A social unit, sure, in that they usually aren’t having sex with other people, may be married or cohabit, and/or be raising children together. A social unit in that one is completely incapable of not running to the other with anything they’re not sworn to secrecy about? Nope. I don’t know anyone who does this.

SleepingStandingUp · 12/06/2026 18:48

Changesinlife · 12/06/2026 18:41

It's like posters who come on here to say what their husband thinks as if it's Gospel

😂😂😂 so true in real life too

well my husband said this is nonsense and women's forums are much richer for having some sensible and practical advice from men because men are so much smarter!

SleepingStandingUp · 12/06/2026 18:50

BakedPotatoBeansCheeseColeslaw · 12/06/2026 18:44

To me couples are a social unit. I always tell my DH things and expect that people I tell things to will tell their own partner UNLESS they or I have specifically asked me to keep it to myself. YANBU.

then why are you even going out without him? iif your "social unit" is such that he needs to know everything that someone else is telling you, why not just insist he MUST come with you because you're basically one person 🙄🙄

Changesinlife · 12/06/2026 18:51

To me couples are a social unit.
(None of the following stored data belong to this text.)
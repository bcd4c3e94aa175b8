//! Conversion of raw member declarations into [`MemberModel`]s.

use smallvec::SmallVec;

use crate::errors::ModelError;
use crate::literal::NumericLiteral;
use crate::schema::{MemberModel, RawMember};
use crate::types::TypeSlot;

/// Resolves a raw member's type annotation and literal into a [`MemberModel`].
#[derive(Debug, Clone, Copy, Default)]
pub struct MemberModelBuilder;

impl MemberModelBuilder {
    pub fn new() -> Self {
        Self
    }

    /// Build one member.
    ///
    /// A member without an annotation, or with an empty one, becomes a unit
    /// variant. Slots keep their declared order, which fixes the positional
    /// names `args0, args1, …`.
    pub fn build(&self, raw: &RawMember) -> Result<MemberModel, ModelError> {
        let mut value_types = SmallVec::new();

        for (position, slot) in raw.value_types.iter().flatten().enumerate() {
            match slot {
                TypeSlot::Resolved(ty) => value_types.push(ty.clone()),
                TypeSlot::Unresolved { unresolved } => {
                    return Err(ModelError::UnresolvedType {
                        member: raw.name.clone(),
                        position,
                        text: unresolved.clone(),
                    })
                }
            }
        }

        Ok(MemberModel {
            name: raw.name.clone(),
            value_types,
            literal: raw.literal.as_deref().map(NumericLiteral::new),
        })
    }

    /// Build every member, stopping at the first failure.
    pub fn build_all<'a>(
        &self,
        raws: impl IntoIterator<Item = &'a RawMember>,
    ) -> Result<Vec<MemberModel>, ModelError> {
        raws.into_iter().map(|raw| self.build(raw)).collect()
    }
}
//! Error types for code generation.

use sumgen_core::ModelError;
use thiserror::Error;

/// Result type alias for codegen operations.
pub type Result<T> = std::result::Result<T, CodegenError>;

/// Errors that can occur during code generation.
#[derive(Error, Debug)]
pub enum CodegenError {
    /// The candidate could not be turned into a schema model.
    #[error("Invalid schema: {0}")]
    Model(#[from] ModelError),

    /// Template rendering error.
    #[error("Template error: {0}")]
    TemplateError(#[from] handlebars::RenderError),

    /// Invalid template.
    #[error("Invalid template: {0}")]
    InvalidTemplate(#[from] handlebars::TemplateError),

    /// Generator options failed validation.
    #[error("Invalid options: {0}")]
    InvalidOptions(String),

    /// JSON error.
    #[error("JSON error: {0}")]
    Json(#[from] serde_json::Error),
}
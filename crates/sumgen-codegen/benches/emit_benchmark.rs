//! Emission benchmarks.

use criterion::{black_box, criterion_group, criterion_main, Criterion};
use sumgen_codegen::{load_candidates, CSharpEmitter, CodeEmitter, Generator};
use sumgen_core::{MemberModel, SchemaModel};

const FIXTURE: &str = include_str!("../../../tests/fixtures/ipaddr.json");

fn wide_schema() -> SchemaModel {
    let members = (0..64).map(|i| {
        MemberModel::with_types(format!("Case{}", i), vec!["int"; i % 5])
    });
    SchemaModel::builder("Wide")
        .members(members)
        .build()
        .expect("wide schema is valid")
}

fn emit_wide(c: &mut Criterion) {
    let emitter = CSharpEmitter::new().expect("default options are valid");
    let schema = wide_schema();
    c.bench_function("emit_wide", |b| {
        b.iter(|| emitter.emit_schema(black_box(&schema)))
    });
}

fn run_fixture(c: &mut Criterion) {
    let generator = Generator::new().expect("default options are valid");
    let candidates = load_candidates(FIXTURE).expect("fixture parses");
    c.bench_function("run_fixture", |b| {
        b.iter(|| generator.run(black_box(&candidates)))
    });
}

criterion_group!(benches, emit_wide, run_fixture);
criterion_main!(benches);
I always tell my DH things and expect that people I tell things to will tell their own partner UNLESS they or I have specifically asked me to keep it to myself. I’m far more discerning and respectful - and don’t need explicit permission. I can figure it out but I have high emotional IQ

GreenCaterpillarOnALeaf · 12/06/2026 19:00

DH will spill about his mates to me but I tend to not tell him the girls business unless it’s specifically something he could help advise on. Even then I’ll normally be like “hay he has X relevant experience so do you mind if I ask him?”